His knock but His voice, for He uses a verbal knock. It is His voice they will hear at the door. By

means of His voice Jesus will heal their blindness and their hard hearts, and restore them to

wholeness. The greatest test of His voice therapy was when He cried out, "Lazarus come forth," and

it worked. He came out of the tomb healed and whole.

The Reformers rejected many healing practices, but voice healing seemed so natural. When

Martin Luther found his fond friend and fellow reformer, Melanchthon, in a dying state, not able to

eat or drink, and semiconscious, he was greatly agitated, and went off to pray fervently for him.

When he returned, he took his friend by the hand and said, "Be of good courage, Philip, you will not

die: give no place to the spirit of sorrow and be not your own murderer, but trust in the Lord, who

can stay and make alive again, can wound and bind up, can smite and heal again." His friend began

to improve immediately and was restored to health. That was voice therapy. A therapy now

established as a valid scientific method of healing.

We have all heard that people in comas have good hearing yet. But do you realize those who are

anesthetized can too, and they can by the spoken word be made to do things that they can't do when

they are conscious. We do not have time to share about the marvelous things that are being done

with voice power, but let me share just one paragraph from the cancer surgeon, Dr.
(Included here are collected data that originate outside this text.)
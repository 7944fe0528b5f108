//! Columns and their kinds.

use serde::{Deserialize, Serialize};

use crate::errors::{Result, SchemaError};
use crate::schema::table::Table;
use crate::types::ColumnType;

/// Back-reference from a satellite row to its parent document.
pub const SATELLITE_DOCUMENT_ID: &str = "DocumentId";
/// Position of the element within the projected collection.
pub const SATELLITE_ORDINAL: &str = "Ordinal";
/// The projected element itself.
pub const SATELLITE_VALUE: &str = "Value";

/// Who owns a column and how it is populated.
#[derive(Clone, Debug, Default, PartialEq, Eq, Serialize, Deserialize)]
#[serde(tag = "type", rename_all = "camelCase")]
pub enum ColumnKind {
    /// Owned and written by the store itself (`Id`, `Etag`, timestamps).
    System,
    /// Store-defined payload column (`Document`, `Discriminator`, ...).
    #[default]
    Plain,
    /// Declared by a caller or a document mapping.
    User,
    /// Multi-valued projection flattened into its own satellite table.
    Collection {
        /// The satellite table, named `<Parent>_<Column>`.
        satellite: Table,
    },
}

/// A named, typed column.
///
/// Columns are plain values: they can be built standalone and handed to a
/// [`Table`] or a migration command. Primary key columns are never nullable,
/// however they were built or deserialized.
#[derive(Clone, Debug, PartialEq, Eq, Serialize, Deserialize)]
#[serde(rename_all = "camelCase", from = "ColumnDef")]
pub struct Column {
    name: String,
    column_type: ColumnType,
    nullable: bool,
    primary_key: bool,
    kind: ColumnKind,
}

/// Wire form of [`Column`] with every optional field defaulted.
#[derive(Deserialize)]
#[serde(rename_all = "camelCase")]
struct ColumnDef {
    name: String,
    column_type: ColumnType,
    #[serde(default = "nullable_default")]
    nullable: bool,
    #[serde(default)]
    primary_key: bool,
    #[serde(default)]
    kind: ColumnKind,
}

const fn nullable_default() -> bool {
    true
}

impl From<ColumnDef> for Column {
    fn from(def: ColumnDef) -> Self {
        Self {
            name: def.name,
            column_type: def.column_type,
            nullable: def.nullable && !def.primary_key,
            primary_key: def.primary_key,
            kind: def.kind,
        }
    }
}

impl Column {
    /// A nullable store-defined column.
    pub fn new(name: impl Into<String>, column_type: ColumnType) -> Self {
        Self {
            name: name.into(),
            column_type,
            nullable: true,
            primary_key: false,
            kind: ColumnKind::Plain,
        }
    }

    /// A non-null column owned by the store.
    pub fn system(name: impl Into<String>, column_type: ColumnType) -> Self {
        Self {
            nullable: false,
            kind: ColumnKind::System,
            ..Self::new(name, column_type)
        }
    }

    /// A nullable caller-declared column.
    pub fn user(name: impl Into<String>, column_type: ColumnType) -> Self {
        Self {
            kind: ColumnKind::User,
            ..Self::new(name, column_type)
        }
    }

    /// A caller-declared column without a type; resolves to an unbounded string.
    pub fn user_untyped(name: impl Into<String>) -> Self {
        Self::user(name, ColumnType::string())
    }

    /// Parse a `"Name type"` spec. A bare `"Name"` is an untyped user column.
    pub fn from_spec(spec: &str) -> Result<Self> {
        let spec = spec.trim();
        match spec.split_once(char::is_whitespace) {
            Some((name, ty)) => Ok(Self::user(name, ColumnType::parse(ty)?)),
            None if spec.is_empty() => Err(SchemaError::InvalidIdentifier(spec.to_owned())),
            None => Ok(Self::user_untyped(spec)),
        }
    }

    /// A collection projection of `element_type` values on table `parent`.
    ///
    /// The satellite table `<parent>_<name>` is created here, keyed by
    /// ([`SATELLITE_DOCUMENT_ID`], [`SATELLITE_ORDINAL`]).
    pub fn collection(parent: &str, name: impl Into<String>, element_type: ColumnType) -> Self {
        let name = name.into();
        let satellite = Table::from_parts(
            format!("{parent}_{name}"),
            vec![
                Self::system(SATELLITE_DOCUMENT_ID, ColumnType::UniqueId).primary_key(),
                Self::system(SATELLITE_ORDINAL, ColumnType::Int32).primary_key(),
                Self::new(SATELLITE_VALUE, element_type),
            ],
        );
        Self {
            kind: ColumnKind::Collection { satellite },
            ..Self::new(name, ColumnType::Int32)
        }
    }

    /// Mark as (part of) the primary key. Primary key columns are never null.
    #[must_use]
    pub fn primary_key(mut self) -> Self {
        self.primary_key = true;
        self.nullable = false;
        self
    }

    /// Disallow nulls.
    #[must_use]
    pub fn not_null(mut self) -> Self {
        self.nullable = false;
        self
    }

    /// Column name as declared.
    pub fn name(&self) -> &str {
        &self.name
    }

    /// Logical type.
    pub fn column_type(&self) -> ColumnType {
        self.column_type
    }

    /// Whether nulls are allowed.
    pub fn is_nullable(&self) -> bool {
        self.nullable
    }

    /// Whether the column is part of the primary key.
    pub fn is_primary_key(&self) -> bool {
        self.primary_key
    }

    /// Ownership kind.
    pub fn kind(&self) -> &ColumnKind {
        &self.kind
    }

    /// Whether the store owns this column.
    pub fn is_system(&self) -> bool {
        matches!(self.kind, ColumnKind::System)
    }

    /// Satellite table of a collection column.
    pub fn satellite(&self) -> Option<&Table> {
        match &self.kind {
            ColumnKind::Collection { satellite } => Some(satellite),
            _ => None,
        }
    }

    /// Same column under a new name. Satellite tables keep their name.
    #[must_use]
    pub fn renamed(&self, name: impl Into<String>) -> Self {
        Self {
            name: name.into(),
            ..self.clone()
        }
    }
}

#[cfg(test)]
mod tests {
    use assert_matches::assert_matches;

    use super::*;

    #[test]
    fn spec_with_type() {
        let col = Column::from_spec("Id UniqueIdentifier").unwrap();
        assert_eq!(col.name(), "Id");
        assert_eq!(col.column_type(), ColumnType::UniqueId);
        assert!(col.is_nullable());
        assert_eq!(col.kind(), &ColumnKind::User);
    }

    #[test]
    fn spec_without_type_defaults_to_string() {
        let col = Column::from_spec("Name").unwrap();
        assert_eq!(col.column_type(), ColumnType::string());
    }

    #[test]
    fn spec_with_spaced_length() {
        let col = Column::from_spec("Body nvarchar( max )").unwrap();
        assert_eq!(col.column_type(), ColumnType::string());
    }

    #[test]
    fn empty_spec_rejected() {
        assert_matches!(Column::from_spec("  "), Err(SchemaError::InvalidIdentifier(_)));
    }

    #[test]
    fn primary_key_implies_not_null() {
        let col = Column::new("Id", ColumnType::UniqueId).primary_key();
        assert!(col.is_primary_key());
        assert!(!col.is_nullable());
    }

    #[test]
    fn deserialized_primary_key_is_not_null() {
        let col: Column = serde_json::from_value(serde_json::json!({
            "name": "Id",
            "columnType": {"kind": "uniqueId"},
            "primaryKey": true
        }))
        .unwrap();
        assert!(col.is_primary_key());
        assert!(!col.is_nullable());

        let col: Column = serde_json::from_value(serde_json::json!({
            "name": "Note",
            "columnType": {"kind": "string"}
        }))
        .unwrap();
        assert!(col.is_nullable());
        assert_eq!(col.kind(), &ColumnKind::Plain);
    }

    #[test]
    fn collection_owns_satellite() {
        let col = Column::collection("Entities", "Tags", ColumnType::string());
        let satellite = col.satellite().unwrap();
        assert_eq!(satellite.name(), "Entities_Tags");

        let names: Vec<_> = satellite.columns().iter().map(Column::name).collect();
        assert_eq!(names, ["DocumentId", "Ordinal", "Value"]);

        let pk: Vec<_> = satellite.primary_key().map(Column::name).collect();
        assert_eq!(pk, ["DocumentId", "Ordinal"]);
    }

    #[test]
    fn renaming_keeps_satellite_name() {
        let col = Column::collection("Entities", "Tags", ColumnType::string());
        let renamed = col.renamed("Labels");
        assert_eq!(renamed.name(), "Labels");
        assert_eq!(renamed.satellite().unwrap().name(), "Entities_Tags");
    }
}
Bernie Siegal.

He writes,

"In the operating room I'm constantly communicating with patients about what is happening, and

I've found that this can make a difference between life and death. Talking reassuringly to patients

who are having cardiac irregularities during surgery can reverse the irregularities or slow a rapid

pulse. Recently I was operating on a very husky young man, built like a football player. His size led

to some minor technical problems, and while solving them I looked up at the monitor and saw that

his pulse was 130. I knew that he had been anxious about the operation, so I said to him, "Victor,

I'm having some mechanical difficulties because you're a big guy, but there's no problem with the

surgery. This part is just a little difficult to do. You're doing well, Don't be nervous. I'd like your

pulse to be 83.' During the next few minutes, without any other medication, his pulse came right

down to 83 and remained there. Many anesthesiologists who've heard of such episodes have begun

speaking to their anesthetized patients, giving them calming messages. Fear filled messages can

increase the incidence of cardiac arrest."

What I am trying to establish is that the tools of healing used by Jesus, the Great Physician, are

tools that never have become obsolete. But more important, they are not tools and techniques that

only trained professionals can use. We all have wills, hands, and voices, and with the capacity to

also have Christ's compassion, any one of us can be a healer. In some ways we have all already used

these tools for healing. My goal is to help you see what you have, and to realize that Jesus may use

you to do much more if you become aware of the power of the tools you already possess, and

become more deliberate and more aggressive in using them. As we close, let us pray that God will

help us be channels of His love in this needy world, by using the tools of healing.